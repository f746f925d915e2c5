// This Source Code Form is subject to the terms of the Mozilla Public
// License, v. 2.0. If a copy of the MPL was not distributed with this
// file, You can obtain one at https://mozilla.org/MPL/2.0/.

//! Extrusion operations - converting planar profiles to closed meshes

use crate::curve::Curve;
use crate::error::{Error, Result};
use crate::mesh::{Mesh, MeshBuilder};
use crate::polygon::Polygon;
use crate::profile::Profile;
use crate::transform::Transform;
use crate::triangulation::newell_vector;
use nalgebra::{Point3, Vector3};

/// Extrude a planar profile (already placed in world space) along
/// `direction` by `distance`
pub fn extrude_profile(profile: &Profile, direction: Vector3<f64>, distance: f64) -> Result<Mesh> {
    let mut builder = MeshBuilder::default();
    add_extrusion(&mut builder, profile, direction, distance)?;
    builder.build()
}

/// Extrude a polygon along its own normal
pub fn extrude_polygon(polygon: &Polygon, thickness: f64) -> Result<Mesh> {
    extrude_profile(&Profile::from(polygon.clone()), polygon.normal(), thickness)
}

/// Sweep a profile defined on the local XY plane along a curve, one straight
/// extrusion per curve segment
pub fn sweep_profile(profile: &Profile, path: &Curve) -> Result<Mesh> {
    let vertices = path.vertices();
    let mut builder = MeshBuilder::default();

    for w in vertices.windows(2) {
        let segment = w[1] - w[0];
        let length = segment.norm();
        if length < 1e-9 {
            continue;
        }
        let frame = Transform::perpendicular_to(w[0], segment);
        add_extrusion(&mut builder, &profile.transformed(&frame), segment, length)?;
    }

    builder.build()
}

fn add_extrusion(
    builder: &mut MeshBuilder,
    profile: &Profile,
    direction: Vector3<f64>,
    distance: f64,
) -> Result<()> {
    if distance <= 0.0 {
        return Err(Error::InvalidExtrusion("Depth must be positive".to_string()));
    }
    let direction = direction
        .try_normalize(1e-12)
        .ok_or_else(|| Error::InvalidExtrusion("Zero extrusion direction".to_string()))?;
    if profile.normal().dot(&direction).abs() < 1e-9 {
        return Err(Error::InvalidExtrusion(
            "Extrusion direction lies in the profile plane".to_string(),
        ));
    }

    let offset = direction * distance;

    // Perimeter winds about the direction, voids against it, so every side
    // wall faces out of the solid
    let perimeter = oriented(profile.perimeter().vertices(), &direction, true);
    let voids: Vec<Vec<Point3<f64>>> = profile
        .voids()
        .iter()
        .map(|v| oriented(v.vertices(), &direction, false))
        .collect();

    // Caps
    let caps_along = profile.normal().dot(&direction) > 0.0;
    for [a, b, c] in profile.triangulate()? {
        let (a, b, c) = if caps_along { (a, b, c) } else { (a, c, b) };
        // Bottom faces against the direction
        builder.add_triangle(a, c, b);
        builder.add_triangle(a + offset, b + offset, c + offset);
    }

    // Side walls
    for ring in std::iter::once(&perimeter).chain(voids.iter()) {
        let n = ring.len();
        for i in 0..n {
            let a = ring[i];
            let b = ring[(i + 1) % n];
            builder.add_quad(a, b, b + offset, a + offset);
        }
    }

    Ok(())
}

fn oriented(points: &[Point3<f64>], direction: &Vector3<f64>, along: bool) -> Vec<Point3<f64>> {
    let winds_along = newell_vector(points).dot(direction) > 0.0;
    let mut ring = points.to_vec();
    if winds_along != along {
        ring.reverse();
    }
    ring
}

#[cfg(test)]
mod tests {
    use super::*;
    use approx::assert_relative_eq;

    /// Signed volume via the divergence theorem; positive for outward faces
    fn signed_volume(mesh: &Mesh) -> f64 {
        mesh.triangles()
            .map(|[a, b, c]| a.coords.dot(&b.coords.cross(&c.coords)) / 6.0)
            .sum()
    }

    #[test]
    fn test_extrude_box() {
        let mesh = extrude_profile(&Profile::rectangle(2.0, 3.0), Vector3::z(), 4.0).unwrap();
        assert_eq!(mesh.vertex_count(), 8);
        assert_eq!(mesh.triangle_count(), 12);
        assert_relative_eq!(signed_volume(&mesh), 24.0, epsilon = 1e-9);
    }

    #[test]
    fn test_extrude_against_normal_stays_outward() {
        let mesh = extrude_profile(&Profile::rectangle(2.0, 3.0), -Vector3::z(), 4.0).unwrap();
        assert_relative_eq!(signed_volume(&mesh), 24.0, epsilon = 1e-9);
    }

    #[test]
    fn test_extrude_with_void() {
        let profile = Profile::new(
            Polygon::rectangle(4.0, 4.0),
            vec![Polygon::rectangle(2.0, 2.0)],
        );
        let mesh = extrude_profile(&profile, Vector3::z(), 1.0).unwrap();
        assert_relative_eq!(signed_volume(&mesh), 12.0, epsilon = 1e-9);
    }

    #[test]
    fn test_invalid_extrusions() {
        let profile = Profile::rectangle(1.0, 1.0);
        assert!(matches!(
            extrude_profile(&profile, Vector3::z(), 0.0),
            Err(Error::InvalidExtrusion(_))
        ));
        assert!(matches!(
            extrude_profile(&profile, Vector3::x(), 1.0),
            Err(Error::InvalidExtrusion(_))
        ));
    }

    #[test]
    fn test_sweep_along_line() {
        let path = Curve::line(Point3::new(0.0, 0.0, 0.0), Point3::new(5.0, 0.0, 0.0));
        let mesh = sweep_profile(&Profile::rectangle(0.2, 0.4), &path).unwrap();
        assert_relative_eq!(signed_volume(&mesh), 0.2 * 0.4 * 5.0, epsilon = 1e-9);
        let (min, max) = mesh.bounds();
        assert_relative_eq!(max.x - min.x, 5.0, epsilon = 1e-9);
        // Local X of the section is horizontal, local Y vertical
        assert_relative_eq!(max.y - min.y, 0.2, epsilon = 1e-9);
        assert_relative_eq!(max.z - min.z, 0.4, epsilon = 1e-9);
    }

    #[test]
    fn test_extrude_polygon_along_normal() {
        let polygon = Polygon::new(vec![
            Point3::new(0.0, 0.0, 0.0),
            Point3::new(2.0, 0.0, 0.0),
            Point3::new(2.0, 0.0, 2.0),
            Point3::new(0.0, 0.0, 2.0),
        ])
        .unwrap();
        let mesh = extrude_polygon(&polygon, 0.1).unwrap();
        assert_relative_eq!(signed_volume(&mesh).abs(), 0.4, epsilon = 1e-9);
    }
}
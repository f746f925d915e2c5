// This Source Code Form is subject to the terms of the Mozilla Public
// License, v. 2.0. If a copy of the MPL was not distributed with this
// file, You can obtain one at https://mozilla.org/MPL/2.0/.

//! Host element snapshots
//!
//! Read-only copies of the host elements the converters consume. The host
//! integration fills these in; the conversion core never queries the host
//! while extracting.

use crate::host::{HostCurve, HostCurveLoop, HostFace, HostId, HostSolid, HostTransform};
use crate::units::Xyz;

/// Grid line family of a gridded assembly
#[derive(Debug, Clone, Copy, PartialEq, Eq, Hash)]
#[cfg_attr(feature = "serde", derive(serde::Serialize, serde::Deserialize))]
pub enum GridFamily {
    U,
    V,
}

/// Standard section shape declared by a framing family
#[derive(Debug, Clone, Copy, PartialEq, Eq)]
#[cfg_attr(feature = "serde", derive(serde::Serialize, serde::Deserialize))]
pub enum SectionShape {
    IWideFlange,
    IParallelFlange,
    RectangleHss,
    RoundHss,
    NotDefined,
}

impl SectionShape {
    /// Symmetric flanged shapes have an analytic profile
    #[inline]
    pub fn is_flanged(&self) -> bool {
        matches!(self, SectionShape::IWideFlange | SectionShape::IParallelFlange)
    }
}

/// A structural framing member (beam, brace)
#[derive(Debug, Clone, PartialEq)]
pub struct HostFramingMember {
    pub id: HostId,
    pub name: String,
    pub type_name: String,
    pub level_name: Option<String>,
    pub structural_type: String,
    pub section_shape: SectionShape,
    /// Section width parameter, feet
    pub section_width: Option<f64>,
    /// Section height parameter, feet
    pub section_height: Option<f64>,
    pub driving_curve: HostCurve,
    /// Boundary curves of the swept cross-section, in the section's local frame
    pub swept_profile: Option<Vec<HostCurve>>,
    pub solid: Option<HostSolid>,
    /// Negative values are cutbacks
    pub start_extension: f64,
    pub end_extension: f64,
    /// Cross-section rotation, radians
    pub bend_angle: f64,
}

/// Type parameters of a mullion; all lengths in feet
#[derive(Debug, Clone, Copy, PartialEq, Default)]
pub struct MullionTypeParams {
    pub radius: Option<f64>,
    pub width1: Option<f64>,
    pub width2: Option<f64>,
    pub thickness: Option<f64>,
}

/// A frame member of a gridded assembly
#[derive(Debug, Clone, PartialEq)]
pub struct HostMullion {
    pub id: HostId,
    pub type_name: String,
    pub params: MullionTypeParams,
    pub location_curve: Option<HostCurve>,
    pub transform: HostTransform,
    pub solid: Option<HostSolid>,
}

/// A grid line as reported by the host
#[derive(Debug, Clone, PartialEq)]
pub struct HostGridLine {
    pub id: HostId,
    pub family: GridFamily,
    pub full_curve: HostCurve,
    pub segments: Vec<HostCurve>,
    pub skipped_segments: Vec<HostCurve>,
}

/// One cell of a gridded assembly
#[derive(Debug, Clone, PartialEq, Default)]
pub struct HostCell {
    pub planarized_loops: Vec<HostCurveLoop>,
}

/// Host material, reduced to what the schema keeps
#[derive(Debug, Clone, PartialEq)]
pub struct HostMaterial {
    pub name: String,
    pub color: [u8; 3],
    /// 0 (opaque) to 100 (fully transparent)
    pub transparency: i32,
}

/// An infill panel; `material` is `None` when the host could not read it
#[derive(Debug, Clone, PartialEq)]
pub struct HostPanel {
    pub id: HostId,
    pub type_name: String,
    pub material: Option<HostMaterial>,
}

/// Grid topology of a curtain wall. `cells` and `panels` are index aligned.
#[derive(Debug, Clone, PartialEq, Default)]
pub struct HostCurtainGrid {
    pub u_lines: Vec<HostGridLine>,
    pub v_lines: Vec<HostGridLine>,
    pub cells: Vec<HostCell>,
    pub panels: Vec<HostPanel>,
    pub mullions: Vec<HostMullion>,
}

impl HostCurtainGrid {
    pub fn grid_lines(&self) -> impl Iterator<Item = &HostGridLine> {
        self.u_lines.iter().chain(self.v_lines.iter())
    }
}

/// A wall, with its curtain grid if it has one
#[derive(Debug, Clone, PartialEq)]
pub struct HostWall {
    pub id: HostId,
    pub name: String,
    pub type_name: String,
    /// Elevation profile loops of the wall as a basic wall
    pub profile_loops: Vec<HostCurveLoop>,
    pub curtain_grid: Option<HostCurtainGrid>,
}

#[derive(Debug, Clone, Copy, PartialEq, Eq)]
pub enum RoofKind {
    Footprint,
    Extrusion,
}

/// A roof with its faces and layer materials
#[derive(Debug, Clone, PartialEq)]
pub struct HostRoof {
    pub id: HostId,
    pub kind: RoofKind,
    pub bounding_box: (Xyz, Xyz),
    /// Feet
    pub thickness: f64,
    /// Square feet
    pub area: f64,
    pub top_material: Option<HostMaterial>,
    pub bottom_material: Option<HostMaterial>,
    pub faces: Vec<HostFace>,
    /// Host-designated top faces; footprint roofs only
    pub top_faces: Vec<HostFace>,
    /// Host-designated bottom faces; footprint roofs only
    pub bottom_faces: Vec<HostFace>,
    /// Profile sketch curves; extrusion roofs only
    pub profile_curves: Vec<HostCurve>,
    pub sketch_normal: Option<Xyz>,
    /// Base loops of the roof extruded onto its lowest plane
    pub footprint_loops: Vec<HostCurveLoop>,
}

/// Any element the converters accept
#[derive(Debug, Clone, PartialEq)]
pub enum HostElement {
    Framing(HostFramingMember),
    Wall(HostWall),
    Roof(HostRoof),
}

impl HostElement {
    pub fn id(&self) -> HostId {
        match self {
            HostElement::Framing(member) => member.id,
            HostElement::Wall(wall) => wall.id,
            HostElement::Roof(roof) => roof.id,
        }
    }
}

#[derive(Debug, Clone, PartialEq)]
#[cfg_attr(feature = "serde", derive(serde::Serialize, serde::Deserialize))]
pub struct HostLevel {
    pub id: HostId,
    pub name: String,
    /// Feet
    pub elevation: f64,
}

/// A loadable type (panel type, mullion type, framing symbol, wall type)
#[derive(Debug, Clone, PartialEq, Eq)]
#[cfg_attr(feature = "serde", derive(serde::Serialize, serde::Deserialize))]
pub struct NamedType {
    pub id: HostId,
    pub name: String,
}

#[derive(Debug, Clone, Copy, PartialEq, Eq, Hash)]
#[cfg_attr(feature = "serde", derive(serde::Serialize, serde::Deserialize))]
pub enum TypeCategory {
    CurtainWall,
    CurtainPanel,
    Mullion,
    StructuralFraming,
}

#[cfg(test)]
mod tests {
    use super::*;

    #[test]
    fn test_flanged_shapes() {
        assert!(SectionShape::IWideFlange.is_flanged());
        assert!(SectionShape::IParallelFlange.is_flanged());
        assert!(!SectionShape::RectangleHss.is_flanged());
        assert!(!SectionShape::NotDefined.is_flanged());
    }

    #[test]
    fn test_grid_lines_chain_u_before_v() {
        let line = |id, family| HostGridLine {
            id: HostId(id),
            family,
            full_curve: HostCurve::line(Xyz::ZERO, Xyz::BASIS_X),
            segments: Vec::new(),
            skipped_segments: Vec::new(),
        };
        let grid = HostCurtainGrid {
            u_lines: vec![line(1, GridFamily::U)],
            v_lines: vec![line(2, GridFamily::V)],
            ..Default::default()
        };
        let ids: Vec<_> = grid.grid_lines().map(|l| l.id).collect();
        assert_eq!(ids, vec![HostId(1), HostId(2)]);
    }
}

- - -

> **Work to complete**: Where the string "positive" occurs in a line of the listing above, count that line, then report the total and nothing else.

> **Answer area**: 2